– А, – безразлично отозвался Щукин, присаживаясь на ледяную лавку. И добавил, подумав: – А вообще я ментов не люблю. Они-то вот и есть самые разбойники.
Широков хмыкнул, но развивать тему не стал.
– Летать-то ты теперь будешь?
– А то, кто ж? – ответил довольный Щукин. – Мне уже товарищ Правый капитан лично обещал. Если все сделаем правильно и доверие оправдаем.
– А что – правильно? Что сделаете-то?
– Эх, дядя Боря… Лучше бы тебе не знать, ей-богу.
Помолчали.
Борис почувствовал, как где-то глубоко внутри ворочается, просыпаясь, первобытный животный страх. Страх не за свою жизнь, которая по правде говоря, и так ничего не стоила.

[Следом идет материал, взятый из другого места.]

// Copyright (c) 2013-2015 Sandstorm Development Group, Inc. and contributors
// Licensed under the MIT License:
//
// Permission is hereby granted, free of charge, to any person obtaining a copy
// of this software and associated documentation files (the "Software"), to deal
// in the Software without restriction, including without limitation the rights
// to use, copy, modify, merge, publish, distribute, sublicense, and/or sell
// copies of the Software, and to permit persons to whom the Software is
// furnished to do so, subject to the following conditions:
//
// The above copyright notice and this permission notice shall be included in
// all copies or substantial portions of the Software.
//
// THE SOFTWARE IS PROVIDED "AS IS", WITHOUT WARRANTY OF ANY KIND, EXPRESS OR
// IMPLIED, INCLUDING BUT NOT LIMITED TO THE WARRANTIES OF MERCHANTABILITY,
// FITNESS FOR A PARTICULAR PURPOSE AND NONINFRINGEMENT. IN NO EVENT SHALL THE
// AUTHORS OR COPYRIGHT HOLDERS BE LIABLE FOR ANY CLAIM, DAMAGES OR OTHER
// LIABILITY, WHETHER IN AN ACTION OF CONTRACT, TORT OR OTHERWISE, ARISING FROM,
// OUT OF OR IN CONNECTION WITH THE SOFTWARE OR THE USE OR OTHER DEALINGS IN
// THE SOFTWARE.


//! Discriminated unions.
//!
//! A union occupies a `u16` discriminant somewhere in a struct's data section plus whatever
//! storage its variants use. Nothing here stops a caller from touching the storage of an
//! inactive variant; generated accessors are expected to check `is()` first.

use crate::private::layout::{StructBuilder, StructReader};
use crate::private::units::ByteCount;
use crate::{Error, ErrorKind, Result};

/// Maps discriminant values to variant names.
pub type Variants<'a> = &'a [(u16, &'a str)];

fn lookup<'a>(variants: Variants<'a>, tag: u16) -> Option<&'a str> {
    variants
        .iter()
        .find(|(t, _)| *t == tag)
        .map(|(_, name)| *name)
}

#[derive(Clone, Copy)]
pub struct UnionReader<'a> {
    reader: StructReader<'a>,
    tag_offset: ByteCount,
    variants: Variants<'a>,
}

impl<'a> UnionReader<'a> {
    /// `tag_offset` is the byte offset of the discriminant within the data section.
    pub fn new(reader: StructReader<'a>, tag_offset: ByteCount, variants: Variants<'a>) -> Self {
        UnionReader {
            reader,
            tag_offset,
            variants,
        }
    }

    pub fn get_tag(&self) -> Result<u16> {
        self.reader.get_u16(self.tag_offset)
    }

    /// Name of the active variant, or `None` if the tag is not in the table.
    pub fn get_variant_name(&self) -> Result<Option<&'a str>> {
        Ok(lookup(self.variants, self.get_tag()?))
    }

    pub fn is(&self, tag: u16) -> Result<bool> {
        Ok(self.get_tag()? == tag)
    }

    /// The active variant as a `(tag, name)` pair. Fails with `NotInSchema` for a tag the
    /// table does not know, which is how a reader sees variants added by a newer schema.
    pub fn which(&self) -> Result<(u16, &'a str)> {
        let tag = self.get_tag()?;
        match lookup(self.variants, tag) {
            Some(name) => Ok((tag, name)),
            None => Err(Error::from_kind(ErrorKind::NotInSchema(tag))),
        }
    }

    /// The struct holding the union, for reading variant fields.
    pub fn get_struct(&self) -> StructReader<'a> {
        self.reader
    }
}

pub struct UnionBuilder<'a> {
    builder: StructBuilder<'a>,
    tag_offset: ByteCount,
    variants: Variants<'a>,
}

impl<'a> UnionBuilder<'a> {
    pub fn new(builder: StructBuilder<'a>, tag_offset: ByteCount, variants: Variants<'a>) -> Self {
        UnionBuilder {
            builder,
            tag_offset,
            variants,
        }
    }

    pub fn get_tag(&self) -> Result<u16> {
        self.builder.get_u16(self.tag_offset)
    }

    /// Writes the discriminant. The storage of the previously active variant is left as it was.
    pub fn set_tag(&mut self, tag: u16) -> Result<()> {
        self.builder.set_u16(self.tag_offset, tag)
    }

    /// Makes `tag` the active variant, then hands the struct to `init` to fill in the
    /// variant's fields.
    pub fn init_variant<T, F>(&mut self, tag: u16, init: F) -> Result<T>
    where
        F: FnOnce(StructBuilder<'a>) -> Result<T>,
    {
        self.set_tag(tag)?;
        init(self.builder)
    }

    pub fn get_variant_name(&self) -> Result<Option<&'a str>> {
        Ok(lookup(self.variants, self.get_tag()?))
    }

    pub fn is(&self, tag: u16) -> Result<bool> {
        Ok(self.get_tag()? == tag)
    }

    pub fn which(&self) -> Result<(u16, &'a str)> {
        let tag = self.get_tag()?;
        match lookup(self.variants, tag) {
            Some(name) => Ok((tag, name)),
            None => Err(Error::from_kind(ErrorKind::NotInSchema(tag))),
        }
    }

    pub fn get_struct(&self) -> StructBuilder<'a> {
        self.builder
    }
}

Это был просто физически невыносимый, примитивный страх за свою шкуру – страх смерти, заставлявший его далеких, покрытых шерстью предков даже в самой, казалось бы, безнадежной ситуации оглядываться вокруг в поисках камня потяжелее. Широков машинально оглянулся – камней поблизости не было. Поблизости были только осточертевшие узоры из замерзшей воды, которые сейчас, впрочем, казались родными и уютными, знакомыми стенами родного дома.
Он украдкой взглянул на Щукина. Ну да, наверное, если сделать это неожиданно, то он сможет выдернуть автомат и даже, возможно, успеть двинуть ему этим автоматом. Возможно, потому что Щукин, хоть и тощий как щепка, но все же моложе его почти на десяток лет. И выше его, и руки у него длиннее. Но пусть. Ну а дальше-то что? Следом идут охотники, их будет несколько человек, возможно трое. Снизу охотники, сверху снежная и бесконечная как вселенная мертвая пустыня. Хотя нет, не такая уж и мертвая – теперь там где-то бродит медведь. Который наверняка еще более голодный чем он сам.

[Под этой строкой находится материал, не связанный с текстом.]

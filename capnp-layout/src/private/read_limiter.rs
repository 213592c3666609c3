// Copyright (c) 2013-2015 Sandstorm Development Group, Inc. and contributors
// Licensed under the MIT License:
//
// Permission is hereby granted, free of charge, to any person obtaining a copy
// of this software and associated documentation files (the "Software"), to deal
// in the Software without restriction, including without limitation the rights
// to use, copy, modify, merge, publish, distribute, sublicense, and/or sell
// copies of the Software, and to permit persons to whom the Software is
// furnished to do so, subject to the following conditions:
//
// The above copyright notice and this permission notice shall be included in
// all copies or substantial portions of the Software.
//
// THE SOFTWARE IS PROVIDED "AS IS", WITHOUT WARRANTY OF ANY KIND, EXPRESS OR
// IMPLIED, INCLUDING BUT NOT LIMITED TO THE WARRANTIES OF MERCHANTABILITY,
// FITNESS FOR A PARTICULAR PURPOSE AND NONINFRINGEMENT. IN NO EVENT SHALL THE
// AUTHORS OR COPYRIGHT HOLDERS BE LIABLE FOR ANY CLAIM, DAMAGES OR OTHER
// LIABILITY, WHETHER IN AN ACTION OF CONTRACT, TORT OR OTHERWISE, ARISING FROM,
// OUT OF OR IN CONNECTION WITH THE SOFTWARE OR THE USE OR OTHER DEALINGS IN
// THE SOFTWARE.


use core::sync::atomic::{AtomicBool, AtomicU64, Ordering};

use crate::{Error, ErrorKind, Result};

/// Counts words traversed by a reader. Atomic so that a `message::Reader` can be shared
/// between threads that only read.
pub struct ReadLimiter {
    pub limit: AtomicU64,
    pub limit_reached: AtomicBool,
}

impl ReadLimiter {
    pub fn new(limit: u64) -> Self {
        Self {
            limit: AtomicU64::new(limit),
            limit_reached: AtomicBool::new(false),
        }
    }

    #[inline]
    pub fn can_read(&self, amount: usize) -> Result<()> {
        if self.limit_reached.load(Ordering::Relaxed) {
            return Err(Error::from_kind(ErrorKind::ReadLimitExceeded));
        }

        let amount = amount as u64;
        let previous = self
            .limit
            .fetch_update(Ordering::Relaxed, Ordering::Relaxed, |current| {
                current.checked_sub(amount)
            });
        match previous {
            Ok(_) => Ok(()),
            Err(_) => {
                self.limit_reached.store(true, Ordering::Relaxed);
                Err(Error::from_kind(ErrorKind::ReadLimitExceeded))
            }
        }
    }
}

– Пошли, – сказал вдруг Щукин, поднимаясь. – Вперед.
“Почувствовал он, что ли”, – подумал Борис, медленно вставая. До третьего пролета, а он самый длинный, мы доберемся за шесть, семь минут. Всего пролетов восемь. Значит на все про все остается около получаса, не считая остановок для отдыха. Значит нужно отдыхать. Долго. Так долго, как это только возможно. Но не слишком долго, потому что скоро выйдут охотники. Но здесь они с ним ничего не сделают – дураков тащить его тело наверх наверняка нет. Чёрт, есть у него все-таки патроны или нет?

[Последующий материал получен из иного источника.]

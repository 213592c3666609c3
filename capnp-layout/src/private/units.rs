// Copyright (c) 2013-2015 Sandstorm Development Group, Inc. and contributors
// Licensed under the MIT License:
//
// Permission is hereby granted, free of charge, to any person obtaining a copy
// of this software and associated documentation files (the "Software"), to deal
// in the Software without restriction, including without limitation the rights
// to use, copy, modify, merge, publish, distribute, sublicense, and/or sell
// copies of the Software, and to permit persons to whom the Software is
// furnished to do so, subject to the following conditions:
//
// The above copyright notice and this permission notice shall be included in
// all copies or substantial portions of the Software.
//
// THE SOFTWARE IS PROVIDED "AS IS", WITHOUT WARRANTY OF ANY KIND, EXPRESS OR
// IMPLIED, INCLUDING BUT NOT LIMITED TO THE WARRANTIES OF MERCHANTABILITY,
// FITNESS FOR A PARTICULAR PURPOSE AND NONINFRINGEMENT. IN NO EVENT SHALL THE
// AUTHORS OR COPYRIGHT HOLDERS BE LIABLE FOR ANY CLAIM, DAMAGES OR OTHER
// LIABILITY, WHETHER IN AN ACTION OF CONTRACT, TORT OR OTHERWISE, ARISING FROM,
// OUT OF OR IN CONNECTION WITH THE SOFTWARE OR THE USE OR OTHER DEALINGS IN
// THE SOFTWARE.


pub type BitCount0 = usize; // `BitCount` clashes with a standard trait
pub type BitCount32 = u32;
pub type BitCount64 = u64;

pub type ByteCount = usize;
pub type ByteCount32 = u32;

pub type WordCount = usize;
pub type WordCount16 = u16;
pub type WordCount32 = u32;

pub type ElementCount = usize;
pub type ElementCount32 = u32;
pub type ElementCount64 = u64;

pub type WirePointerCount = usize;
pub type WirePointerCount16 = u16;
pub type WirePointerCount32 = u32;

pub const BITS_PER_BYTE: BitCount0 = 8;
pub const BITS_PER_WORD: BitCount0 = 64;
pub const BYTES_PER_WORD: ByteCount = 8;

pub const BITS_PER_POINTER: BitCount0 = 64;
pub const WORDS_PER_POINTER: WordCount = 1;

pub const POINTER_SIZE_IN_WORDS: WordCount = 1;

pub fn bits_per_element<T>() -> BitCount0 {
    8 * ::core::mem::size_of::<T>()
}

/// Converts a word index within a segment into the index of its first byte.
#[inline]
pub fn word_to_byte(index: WordCount32) -> ByteCount {
    index as ByteCount * BYTES_PER_WORD
}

Он медленно побрел вверх, считая шаги между ударами сердца и стараясь, чтобы паузы эти были больше. И почувствовал вдруг, как липкий, парализующий страх постепенно уходит, уступая место простой человеческой злости. Да что он им, корова, что ли? Идти вот так, собственными ногами на убой… Унизительно как-то. Вот здесь сейчас сесть, прямо на ступени, и пусть делают с ним, что хотят! Во всех патриотических фильмах, которые в обязательном порядке крутили каждую вторую пятницу в Государевой комнате, его всегда удивляло – как так, что заключенные, будь то враги или же наоборот, наши герои, но все как один под конвоем идут смирно, организовано, заложив руки за спину. Никто не протестует и не возмущается, никто не бросается на конвоиров и не пытается бороться. И вдруг понял. Это же просто время. Еще одни шаг. И еще. На один шаг больше жизни. На одну ступеньку. На один лестничный пролет.